Gideon se había recogido los rizos en la nuca con una cinta, y eso me dio la oportunidad de devolverle la pelota.

—¡Qué bonita cinta de terciopelo! —dije con toda la sorna de que fui capaz—. ¡Nuestra profesora de geografía lleva una exactamente igual!

En lugar de mirarme con mala cara, Gideon sonrió irónicamente.

—Bueno, la cinta aún puede pasar. Deberías verme con peluca.

«Bien mirado, ya lo había hecho», pensé.

—Monsieur Gideon, le había preparado los pantalones de media pierna amarillo limón, no los oscuros.

La modista había pronunciado algo que había sonado como
midiapigná
. Cuando madame Rossini se indignaba, aún se le marcaba más el acento.

Gideon se volvió hacia la modista.

—¿Pantalones amarillos con una chaqueta roja, leotardos de Pipip Calzas largas y un manto marrón con botones dorados? Me pareció demasiado chillón, la verdad.
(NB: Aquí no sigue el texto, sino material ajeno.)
pub mod audio;
pub mod negotiation;
pub mod openai;
pub mod realtime;

pub use negotiation::{
    ConversationLog, NegotiationConfig, NegotiationError, PeerState, PeerTransport,
    SessionStatus, TokenSource, negotiate,
};
pub use openai::{OpenAIClient, OpenAIError, SessionSettings};
pub use realtime::{BaseRealtime, BoxedRealtime, OpenAIRealtime, RealtimeConfig, RealtimeError};
//! Twilio-facing routes: call placement and webhooks.

use axum::{Router, routing::post};
use tower_http::trace::TraceLayer;

use crate::handlers::{calls, voice};
use crate::state::AppState;
use std::sync::Arc;

/// Create the telephony router
///
/// - `POST /voice` - TwiML webhook for answered calls
/// - `POST /callback` - place a call bridged through `/stream`
/// - `POST /api/twilio/call` - place a call streamed directly to the provider
/// - `POST /call-status`, `POST /api/twilio/status` - status callbacks
pub fn create_telephony_router() -> Router<Arc<AppState>> {
    Router::new()
        .route("/voice", post(voice::voice_webhook))
        .route("/callback", post(calls::callback))
        .route("/api/twilio/call", post(calls::provider_call))
        .route("/call-status", post(calls::call_status))
        .route("/api/twilio/status", post(calls::call_status))
        .layer(TraceLayer::new_for_http())
}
—¡El vestuario del hombre del rococó es chillón! —Madame Rossini le miró severamente—. Y aquí la experta soy yo, no usted.

—Sí, madame Rossini —dijo Gideon cortésmente—. La próxima vez le haré caso.

Miré sus orejas. No se abrían ni un poquito y no llamaban la atención en ningún sentido. Me sentí casi aliviada al comprobarlo, aunque, naturalmente, tanto daba.

—¿Dónde están los guantes amarillos de gamuza?

—Oh, pensé que si no me ponía los pantalones, también sería mejor que dejara los guantes.

—¡Oh, si, claro! —Madame Rossini chasqueó la lengua—. Con todo mis respetos, joven, aquí no se trata del gusto por la moda sino de mantener la autenticidad. Aparte de eso, me he preocupado de que todos los colores elegidos armonicen bien con su cara, muchacho desagradecido.

Refunfuñando, nos dejó pasar.

—Muchísimas gracias, madame Rossini —dije.

—¡No hay por qué darlas, mi pequeño cuello de cisne! ¡Ha sido un placer! Tú al menos sabes apreciar mi trabajo.

Sonreí. Me gustaba eso de ser un pequeño cuello de cisne.

Mister George me guiñó un ojo.

—Si quiere hacer el favor de seguirme, miss Gwendolyn.

—Primero te vendaremos los ojos —dijo Gideon, y alargó el brazo para sacarme el sombrero.

Mister George me dirigió una sonrisa a modo de disculpa.

—El doctor White ha insistido.

—¡Pero eso le destrozará el peinado! —Madame Rossini apartó los dedos de Gideon—.
¡Tiens!
¿Quieres arrancarle los cabellos al mismo tiempo? ¿No ha oído hablar de los alfileres de sombrero? ¡Así! —Le alargó el sombrero y el alfiler a mister George—. ¡Cójalo con cuidado, hágame el favor!

Gideon me vendó los ojos con un paño negro. Cuando su mano me rozó la mejilla, instintivamente contuve el aliento, pero por desgracia no pude evitar sonrojarme, aunque por suerte él no pudo verlo porque estaba detrás de mí.

—¡Au! —grité; me había cogido unos cuantos cabellos en el nudo.

—Perdón. ¿Ves algo?

—No. —Ante mis ojos todo era oscuridad—. ¿Por qué no puedo ver adónde vamos?